Il rumore dei rotori copre quasi tutto, ma nel microfono del drone si sente ancora il verso secco dei gabbiani e un fischio di vento che entra dalle finestre sfondate. È pomeriggio tardi, la luce è piatta, di quel grigio sporco che appiattisce persino le rovine del vecchio manicomio di Poveglia.

Il video, caricato a gennaio 2026 da un piccolo canale di esplorazioni urbane, dura appena 7 minuti e 41 secondi. I primi cinque non mostrano nulla di strano: mattoni umidi, corridoi crollati, il campanile che sembra vuoto. Poi, al minuto 5:23, qualcosa attraversa lo schermo da sinistra verso destra.

Non è una macchia, non è un riflesso: è un’ombra a grandezza umana, con profilo di spalle e testa, che scivola sul pavimento del corridoio del reparto maschile. Nessun corpo che la proietti. Nessun operatore in campo. Solo l’ombra che passa, contro la luce fissa del pomeriggio.

Il frame fermato a 5:23

Chi ha girato il video racconta di averlo rivisto solo la sera, verso le 23:40, sul portatile, in cucina. Dice di aver pensato a un bug della camera o a un uccello che passa davanti all’obiettivo. I commenti sotto il video però iniziano a notare dettagli più scomodi:

  • l’ombra non segue l’angolo della luce
  • sembra fermarsi un istante dietro una porta inesistente
  • ha un bordo più netto all’altezza della testa
  • non si vede nessun cambio di esposizione della camera

Gli scettici parlano di compressione video, di glitch del sensore, di editing per fare visualizzazioni. Potrebbe essere. Ma quello che rende la storia difficile da archiviare è un particolare minore, quasi ridicolo.

Al minuto 5:24, subito dopo il passaggio dell’ombra, si sente nel microfono un rumore di passi su ghiaia, come se qualcuno camminasse dietro il drone. Il problema è che il drone sta volando al chiuso, al secondo piano, e chi lo pilota è su una barca, a diversi metri dall’edificio.

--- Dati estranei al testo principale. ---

//! Response DTOs for booking API endpoints.

use chrono::NaiveDate;
use rust_decimal::Decimal;
use serde::Serialize;
use uuid::Uuid;

use crate::cache::CacheStats;
use crate::models::{Customer, Property};

use super::availability::{Availability, CalendarDay};
use super::calculators::{format_money, to_cents, LineItem, PriceBreakdown, PriceQuote};
use super::quote::BookingQuote;

/// Money value for JSON responses: exact amount plus its display form
#[derive(Debug, Clone, Serialize)]
pub struct MoneyResponse {
    #[serde(with = "rust_decimal::serde::str")]
    pub amount: Decimal,
    pub display: String,
}

impl From<Decimal> for MoneyResponse {
    fn from(amount: Decimal) -> Self {
        Self {
            amount,
            display: format_money(amount),
        }
    }
}

#[derive(Debug, Serialize)]
pub struct LineItemResponse {
    pub label: String,
    pub amount: MoneyResponse,
}

impl From<&LineItem> for LineItemResponse {
    fn from(item: &LineItem) -> Self {
        Self {
            label: item.label.clone(),
            amount: item.amount.into(),
        }
    }
}

#[derive(Debug, Serialize)]
pub struct BreakdownResponse {
    pub nights: u32,
    pub nightly_price: MoneyResponse,
    pub line_items: Vec<LineItemResponse>,
    pub total: MoneyResponse,
}

impl From<&PriceBreakdown> for BreakdownResponse {
    fn from(breakdown: &PriceBreakdown) -> Self {
        Self {
            nights: breakdown.nights,
            nightly_price: breakdown.nightly_price.into(),
            line_items: breakdown.line_items.iter().map(Into::into).collect(),
            total: breakdown.total.into(),
        }
    }
}

#[derive(Debug, Clone, Copy, PartialEq, Eq, Serialize)]
#[serde(rename_all = "snake_case")]
pub enum QuoteStatus {
    /// Nothing to price yet; show a placeholder
    Empty,
    Priced,
}

/// Response for a booking quote
#[derive(Debug, Serialize)]
pub struct QuoteResponse {
    pub status: QuoteStatus,
    pub property: Option<Property>,
    pub customer: Option<Customer>,
    pub total_nights: u32,
    /// Rounded to cents
    #[serde(with = "rust_decimal::serde::str")]
    pub total_amount: Decimal,
    pub breakdown: Option<BreakdownResponse>,
    pub conflicts: Vec<CalendarDay>,
    pub bookable: bool,
}

impl From<BookingQuote> for QuoteResponse {
    fn from(quote: BookingQuote) -> Self {
        let status = match quote.price {
            PriceQuote::NothingSelected => QuoteStatus::Empty,
            PriceQuote::Priced(_) => QuoteStatus::Priced,
        };
        Self {
            status,
            bookable: quote.is_bookable(),
            property: quote.selected_property,
            breakdown: quote.price.breakdown().map(Into::into),
            total_amount: to_cents(quote.total_amount),
            total_nights: quote.total_nights,
            customer: quote.selected_customer,
            conflicts: quote.conflicts,
        }
    }
}

/// Response for a single-day availability check
#[derive(Debug, Serialize)]
pub struct AvailabilityResponse {
    pub property_id: Uuid,
    pub date: NaiveDate,
    pub available: bool,
    pub reason: Availability,
}

/// Response for an availability calendar
#[derive(Debug, Serialize)]
pub struct CalendarResponse {
    pub property_id: Uuid,
    pub from: NaiveDate,
    pub to: NaiveDate,
    pub days: Vec<CalendarDay>,
}

#[derive(Debug, Serialize)]
pub struct HealthResponse {
    pub status: &'static str,
    pub cache: CacheStats,
}

/// Error body for every failed request
#[derive(Debug, Serialize)]
pub struct ErrorResponse {
    pub error_type: String,
    pub message: String,
}
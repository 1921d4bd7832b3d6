//! In-memory caching using moka
//!
//! Property records and booked ranges are read on every calendar render and
//! quote, so both are cached in front of the booking store.

use moka::future::Cache;
use serde::Serialize;
use std::sync::Arc;
use std::time::Duration;
use tokio::time::interval;
use tracing::{debug, info, warn};
use uuid::Uuid;

use crate::booking::DateRange;
use crate::db::BookingStore;
use crate::error::Result;
use crate::models::Property;

/// Application cache holding property records and their booked ranges
#[derive(Clone)]
pub struct AppCache {
    /// Properties (id -> Property)
    pub properties: Cache<Uuid, Arc<Property>>,
    /// Booked ranges per property (property id -> ranges)
    pub booked_ranges: Cache<Uuid, Arc<Vec<DateRange>>>,
}

impl AppCache {
    /// Create a new cache instance with configured TTLs
    pub fn new() -> Self {
        Self {
            // Properties: 1000 entries, 30 min TTL, 10 min idle
            properties: Cache::builder()
                .max_capacity(1_000)
                .time_to_live(Duration::from_secs(30 * 60))
                .time_to_idle(Duration::from_secs(10 * 60))
                .build(),

            // Booked ranges change whenever a booking lands, keep them short-lived
            booked_ranges: Cache::builder()
                .max_capacity(1_000)
                .time_to_live(Duration::from_secs(60))
                .build(),
        }
    }

    /// Get cache statistics for monitoring
    pub fn stats(&self) -> CacheStats {
        CacheStats {
            properties_size: self.properties.entry_count(),
            booked_ranges_size: self.booked_ranges.entry_count(),
        }
    }

    /// Property by id, from cache or store
    pub async fn property(&self, store: &dyn BookingStore, id: Uuid) -> Result<Option<Arc<Property>>> {
        if let Some(cached) = self.properties.get(&id).await {
            debug!("Cache HIT for property: {}", id);
            return Ok(Some(cached));
        }

        debug!("Cache MISS for property: {}", id);
        let Some(property) = store.find_property(id).await? else {
            return Ok(None);
        };
        let property = Arc::new(property);
        self.properties.insert(id, property.clone()).await;
        Ok(Some(property))
    }

    /// Booked ranges of a property, from cache or store
    pub async fn booked_ranges(
        &self,
        store: &dyn BookingStore,
        property_id: Uuid,
    ) -> Result<Arc<Vec<DateRange>>> {
        if let Some(cached) = self.booked_ranges.get(&property_id).await {
            debug!("Cache HIT for booked ranges: {}", property_id);
            return Ok(cached);
        }

        debug!("Cache MISS for booked ranges: {}", property_id);
        let ranges = Arc::new(store.booked_ranges(property_id).await?);
        self.booked_ranges.insert(property_id, ranges.clone()).await;
        Ok(ranges)
    }
}

impl Default for AppCache {
    fn default() -> Self {
        Self::new()
    }
}

/// Cache statistics for monitoring endpoint
#[derive(Debug, Clone, Serialize)]
pub struct CacheStats {
    pub properties_size: u64,
    pub booked_ranges_size: u64,
}

/// Start background cache warmer
///
/// Warms the cache on startup and refreshes every `every`.
pub async fn start_cache_warmer(cache: AppCache, store: Arc<dyn BookingStore>, every: Duration) {
    let mut interval = interval(every);
    loop {
        interval.tick().await;
        warm_cache(&cache, store.as_ref()).await;
    }
}

/// Load every property record into the cache
async fn warm_cache(cache: &AppCache, store: &dyn BookingStore) {
    info!("Starting cache warm-up...");

    match store.list_properties().await {
        Ok(properties) => {
            for property in properties {
                cache.properties.insert(property.id, Arc::new(property)).await;
            }
        }
        Err(e) => warn!("Failed to warm property cache: {}", e),
    }

    cache.properties.run_pending_tasks().await;
    info!("Cache warm-up complete. Stats: {:?}", cache.stats());
}
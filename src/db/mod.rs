//! Booking store: where properties, customers and booked ranges come from.

use async_trait::async_trait;
use uuid::Uuid;

use crate::booking::DateRange;
use crate::error::Result;
use crate::models::{Customer, Property};

mod memory;
mod queries;

pub use memory::{MemoryStore, SeedData};
pub use queries::PgStore;

/// Read-only access to the records pricing and availability depend on
#[async_trait]
pub trait BookingStore: Send + Sync {
    /// All properties, ordered by name
    async fn list_properties(&self) -> Result<Vec<Property>>;
    /// A single property by id
    async fn find_property(&self, id: Uuid) -> Result<Option<Property>>;
    /// A single customer by id
    async fn find_customer(&self, id: Uuid) -> Result<Option<Customer>>;
    /// Date ranges held by non-cancelled bookings of a property
    async fn booked_ranges(&self, property_id: Uuid) -> Result<Vec<DateRange>>;
}
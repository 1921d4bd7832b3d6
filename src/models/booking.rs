//! Existing reservations

use chrono::NaiveDate;
use serde::{Deserialize, Serialize};
use uuid::Uuid;

use crate::booking::DateRange;

#[derive(Debug, Clone, Copy, PartialEq, Eq, Serialize, Deserialize)]
#[serde(rename_all = "lowercase")]
pub enum BookingStatus {
    Pending,
    Confirmed,
    Cancelled,
}

/// A reservation as held by the booking store
#[derive(Debug, Clone, PartialEq, Eq, Serialize, Deserialize)]
pub struct Booking {
    pub id: Uuid,
    pub property_id: Uuid,
    pub customer_id: Uuid,
    pub check_in: NaiveDate,
    pub check_out: NaiveDate,
    pub status: BookingStatus,
}

impl Booking {
    /// Cancelled bookings free their dates
    pub fn blocks_dates(&self) -> bool {
        self.status != BookingStatus::Cancelled
    }

    /// Occupied days, inclusive of both stored dates.
    ///
    /// `None`, with a warning, when the stored dates are inverted.
    pub fn booked_range(&self) -> Option<DateRange> {
        match DateRange::new(self.check_in, self.check_out) {
            Ok(range) => Some(range),
            Err(e) => {
                tracing::warn!("Skipping booking {} on property {}: {}", self.id, self.property_id, e);
                None
            }
        }
    }
}
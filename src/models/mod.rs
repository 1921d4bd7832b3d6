//! Records supplied by the booking store.

mod booking;
mod customer;
mod property;

pub use booking::{Booking, BookingStatus};
pub use customer::Customer;
pub use property::Property;
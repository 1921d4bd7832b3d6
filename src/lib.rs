//! Booking pricing and availability service for the rental admin dashboard.

pub mod booking;
pub mod cache;
pub mod config;
pub mod db;
pub mod error;
pub mod extract;
pub mod models;

use std::sync::Arc;

use axum::{extract::State, routing::get, Json, Router};
use tower_http::{compression::CompressionLayer, cors::CorsLayer, trace::TraceLayer};

use crate::booking::responses::HealthResponse;
use crate::booking::FeeRates;
use crate::cache::AppCache;
use crate::db::BookingStore;

/// Shared state handed to every handler
#[derive(Clone)]
pub struct AppState {
    pub store: Arc<dyn BookingStore>,
    pub cache: AppCache,
    pub fee_rates: FeeRates,
}

/// Full application router
pub fn app(state: AppState) -> Router {
    Router::new()
        .route("/health", get(health))
        .merge(booking::router())
        .layer(TraceLayer::new_for_http())
        .layer(CompressionLayer::new())
        .layer(CorsLayer::permissive())
        .with_state(state)
}

async fn health(State(state): State<AppState>) -> Json<HealthResponse> {
    Json(HealthResponse {
        status: "ok",
        cache: state.cache.stats(),
    })
}
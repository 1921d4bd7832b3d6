//! Property records

use chrono::NaiveDate;
use rust_decimal::Decimal;
use serde::{Deserialize, Serialize};
use sqlx::FromRow;
use uuid::Uuid;

use crate::booking::AvailabilityWindow;

/// Rental property, pricing-relevant fields plus what a listing shows
#[derive(Debug, Clone, PartialEq, Eq, FromRow, Serialize, Deserialize)]
pub struct Property {
    pub id: Uuid,
    pub name: String,
    pub location: String,
    pub max_guests: i32,
    #[serde(with = "rust_decimal::serde::str")]
    pub nightly_price: Decimal,
    pub available_from: NaiveDate,
    pub available_to: NaiveDate,
}

impl Property {
    pub fn window(&self) -> AvailabilityWindow {
        AvailabilityWindow::new(self.available_from, self.available_to)
    }
}
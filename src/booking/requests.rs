//! Request DTOs for booking API endpoints.

use std::fmt::Display;
use std::str::FromStr;

use chrono::NaiveDate;
use serde::{de, Deserialize, Deserializer};
use uuid::Uuid;

/// Booking form selection, as JSON body or query string.
///
/// Every field is optional; blank values (as submitted by an untouched
/// form field) count as unset.
#[derive(Debug, Clone, Default, Deserialize)]
pub struct QuoteRequest {
    #[serde(default, deserialize_with = "empty_as_none")]
    pub property_id: Option<Uuid>,
    #[serde(default, deserialize_with = "empty_as_none")]
    pub customer_id: Option<Uuid>,
    #[serde(default, deserialize_with = "empty_as_none")]
    pub start_date: Option<NaiveDate>,
    #[serde(default, deserialize_with = "empty_as_none")]
    pub end_date: Option<NaiveDate>,
}

/// Request to check a single calendar day
#[derive(Debug, Deserialize)]
pub struct AvailabilityRequest {
    pub property_id: Uuid,
    pub date: NaiveDate,
}

/// Query parameters for the availability calendar
#[derive(Debug, Deserialize)]
pub struct CalendarQuery {
    pub from: NaiveDate,
    pub to: NaiveDate,
}

fn empty_as_none<'de, D, T>(deserializer: D) -> Result<Option<T>, D::Error>
where
    D: Deserializer<'de>,
    T: FromStr,
    T::Err: Display,
{
    let raw = Option::<String>::deserialize(deserializer)?;
    match raw.as_deref().map(str::trim) {
        None | Some("") => Ok(None),
        Some(value) => value.parse().map(Some).map_err(de::Error::custom),
    }
}
//! Calendar availability for a single property.
//!
//! Pure predicates, cheap enough to run once per calendar cell.

use chrono::NaiveDate;
use serde::{Deserialize, Serialize};

use super::dates::{self, is_past_date_on, DateRange};

/// The `[available_from, available_to]` span during which a property can be booked.
#[derive(Debug, Clone, Copy, PartialEq, Eq, Serialize, Deserialize)]
pub struct AvailabilityWindow {
    pub available_from: NaiveDate,
    pub available_to: NaiveDate,
}

impl AvailabilityWindow {
    pub fn new(available_from: NaiveDate, available_to: NaiveDate) -> Self {
        Self {
            available_from,
            available_to,
        }
    }

    /// Inclusive at both ends. An inverted window contains nothing.
    pub fn contains(&self, date: NaiveDate) -> bool {
        self.available_from <= date && date <= self.available_to
    }
}

/// Outcome of an availability check, with the reason a day is blocked.
#[derive(Debug, Clone, Copy, PartialEq, Eq, Serialize)]
#[serde(rename_all = "snake_case")]
pub enum Availability {
    Available,
    Past,
    OutsideWindow,
    Booked,
}

impl Availability {
    pub fn is_available(self) -> bool {
        matches!(self, Availability::Available)
    }
}

/// One cell of an availability calendar.
#[derive(Debug, Clone, Copy, PartialEq, Eq, Serialize)]
pub struct CalendarDay {
    pub date: NaiveDate,
    pub availability: Availability,
}

/// Availability rules for one property, evaluated against a fixed "today".
#[derive(Debug, Clone, Copy)]
pub struct AvailabilityChecker<'a> {
    window: AvailabilityWindow,
    booked: &'a [DateRange],
    today: NaiveDate,
}

impl<'a> AvailabilityChecker<'a> {
    pub fn new(window: AvailabilityWindow, booked: &'a [DateRange], today: NaiveDate) -> Self {
        Self {
            window,
            booked,
            today,
        }
    }

    /// Classify `date`. Rules are applied in order and the first match wins:
    /// past, outside the window, inside a booked range, otherwise available.
    pub fn check(&self, date: NaiveDate) -> Availability {
        if is_past_date_on(date, self.today) {
            return Availability::Past;
        }
        if !self.window.contains(date) {
            return Availability::OutsideWindow;
        }
        if self.booked.iter().any(|range| range.contains(date)) {
            return Availability::Booked;
        }
        Availability::Available
    }

    pub fn is_date_unavailable(&self, date: NaiveDate) -> bool {
        !self.check(date).is_available()
    }

    /// One cell per day of `span`, in date order.
    pub fn calendar(&self, span: DateRange) -> Vec<CalendarDay> {
        span.days()
            .map(|date| CalendarDay {
                date,
                availability: self.check(date),
            })
            .collect()
    }

    /// Blocked nights of a stay. The check-out day is not a night of the stay.
    pub fn stay_conflicts(&self, check_in: NaiveDate, check_out: NaiveDate) -> Vec<CalendarDay> {
        check_in
            .iter_days()
            .take_while(|date| *date < check_out)
            .map(|date| CalendarDay {
                date,
                availability: self.check(date),
            })
            .filter(|day| !day.availability.is_available())
            .collect()
    }
}

/// True when `date` cannot be selected, judged against today's local date.
pub fn is_date_unavailable(
    date: NaiveDate,
    window: AvailabilityWindow,
    booked: &[DateRange],
) -> bool {
    AvailabilityChecker::new(window, booked, dates::today()).is_date_unavailable(date)
}
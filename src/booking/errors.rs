//! Booking error types shared by the date helpers and the services.

use axum::http::StatusCode;
use chrono::NaiveDate;
use uuid::Uuid;

/// Booking calculation error types
#[derive(Debug, Clone, PartialEq, Eq, thiserror::Error)]
pub enum BookingError {
    #[error("No property with id {0}")]
    UnknownProperty(Uuid),

    #[error("No customer with id {0}")]
    UnknownCustomer(Uuid),

    #[error("Date range starts on {from} after it ends on {to}")]
    InvertedRange { from: NaiveDate, to: NaiveDate },

    #[error("Calendar span of {days} days exceeds the maximum of {max}")]
    SpanTooLong { days: u32, max: u32 },

    #[error("Stay of {nights} nights exceeds the maximum of {max}")]
    StayTooLong { nights: u32, max: u32 },
}

impl BookingError {
    pub fn error_type(&self) -> &'static str {
        match self {
            BookingError::UnknownProperty(_) => "unknown_property",
            BookingError::UnknownCustomer(_) => "unknown_customer",
            BookingError::InvertedRange { .. } => "inverted_range",
            BookingError::SpanTooLong { .. } => "span_too_long",
            BookingError::StayTooLong { .. } => "stay_too_long",
        }
    }

    pub fn status_code(&self) -> StatusCode {
        match self {
            BookingError::UnknownProperty(_) | BookingError::UnknownCustomer(_) => {
                StatusCode::NOT_FOUND
            }
            BookingError::InvertedRange { .. }
            | BookingError::SpanTooLong { .. }
            | BookingError::StayTooLong { .. } => StatusCode::UNPROCESSABLE_ENTITY,
        }
    }
}
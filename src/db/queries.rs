//! Postgres-backed booking store.
//!
//! Read-only queries against the `properties`, `customers` and `bookings`
//! tables described in `sql/schema.sql`.

use async_trait::async_trait;
use chrono::NaiveDate;
use sqlx::postgres::PgPoolOptions;
use sqlx::PgPool;
use uuid::Uuid;

use crate::booking::DateRange;
use crate::error::Result;
use crate::models::{Customer, Property};

use super::BookingStore;

#[derive(Clone)]
pub struct PgStore {
    pool: PgPool,
}

impl PgStore {
    pub fn new(pool: PgPool) -> Self {
        Self { pool }
    }

    /// Open a small pool against `database_url`
    pub async fn connect(database_url: &str) -> Result<Self> {
        let pool = PgPoolOptions::new()
            .max_connections(5)
            .connect(database_url)
            .await?;
        Ok(Self::new(pool))
    }
}

#[async_trait]
impl BookingStore for PgStore {
    async fn list_properties(&self) -> Result<Vec<Property>> {
        let properties = sqlx::query_as::<_, Property>(
            r#"
            SELECT id, name, location, max_guests, nightly_price,
                   available_from, available_to
            FROM properties
            WHERE deleted_at IS NULL
            ORDER BY name
            "#,
        )
        .fetch_all(&self.pool)
        .await?;

        Ok(properties)
    }

    async fn find_property(&self, id: Uuid) -> Result<Option<Property>> {
        let property = sqlx::query_as::<_, Property>(
            r#"
            SELECT id, name, location, max_guests, nightly_price,
                   available_from, available_to
            FROM properties
            WHERE id = $1
              AND deleted_at IS NULL
            "#,
        )
        .bind(id)
        .fetch_optional(&self.pool)
        .await?;

        Ok(property)
    }

    async fn find_customer(&self, id: Uuid) -> Result<Option<Customer>> {
        let customer = sqlx::query_as::<_, Customer>(
            r#"
            SELECT id, name, email, phone
            FROM customers
            WHERE id = $1
            "#,
        )
        .bind(id)
        .fetch_optional(&self.pool)
        .await?;

        Ok(customer)
    }

    async fn booked_ranges(&self, property_id: Uuid) -> Result<Vec<DateRange>> {
        let rows = sqlx::query_as::<_, (NaiveDate, NaiveDate)>(
            r#"
            SELECT check_in, check_out
            FROM bookings
            WHERE property_id = $1
              AND status <> 'cancelled'
            ORDER BY check_in
            "#,
        )
        .bind(property_id)
        .fetch_all(&self.pool)
        .await?;

        let ranges = rows
            .into_iter()
            .filter_map(|(check_in, check_out)| match DateRange::new(check_in, check_out) {
                Ok(range) => Some(range),
                Err(e) => {
                    tracing::warn!("Skipping booking on property {}: {}", property_id, e);
                    None
                }
            })
            .collect();

        Ok(ranges)
    }
}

La leggenda del corridoio chiuso e il dettaglio che resta

Gli anziani pescatori della zona indicano sempre lo stesso punto dell’isola: “Lì dentro non si entra, neanche di giorno”. È il corridoio dove, secondo la voce locale, venivano lasciati i malati “dimenticati”, quelli senza famiglia.

Qualcuno nota che l’ombra, ingrandita frame per frame, sembra più corta del normale, come se le gambe mancassero. Un difetto del grandangolo, dicono i più tecnici. Eppure, proprio in quell’istante, il drone ha una brevissima vibrazione, come se avesse urtato qualcosa di invisibile: l’immagine sobbalza, l’audio fa un click secco, poi torna tutto normale.

La parte che molti raccontano agli amici, però, non è il corridoio, né la leggenda. È un dettaglio minuscolo: sul pavimento, vicino al punto in cui l’ombra si ferma, si vede per un secondo una sedia metallica rovesciata, con una sola gamba appoggiata a terra. Nel video successivo, girato dallo stesso team due settimane dopo, la stessa sedia è in piedi, perfettamente centrata nel corridoio.

Nessuno dice di averla toccata. Nessuno ammette di essere salito davvero sull’isola.

Eppure, da quel 5:23, molti guardano i video di Poveglia con l’audio un po’ più basso e il dito pronto a mettere in pausa, nel caso un’altra ombra decida di attraversare lo schermo.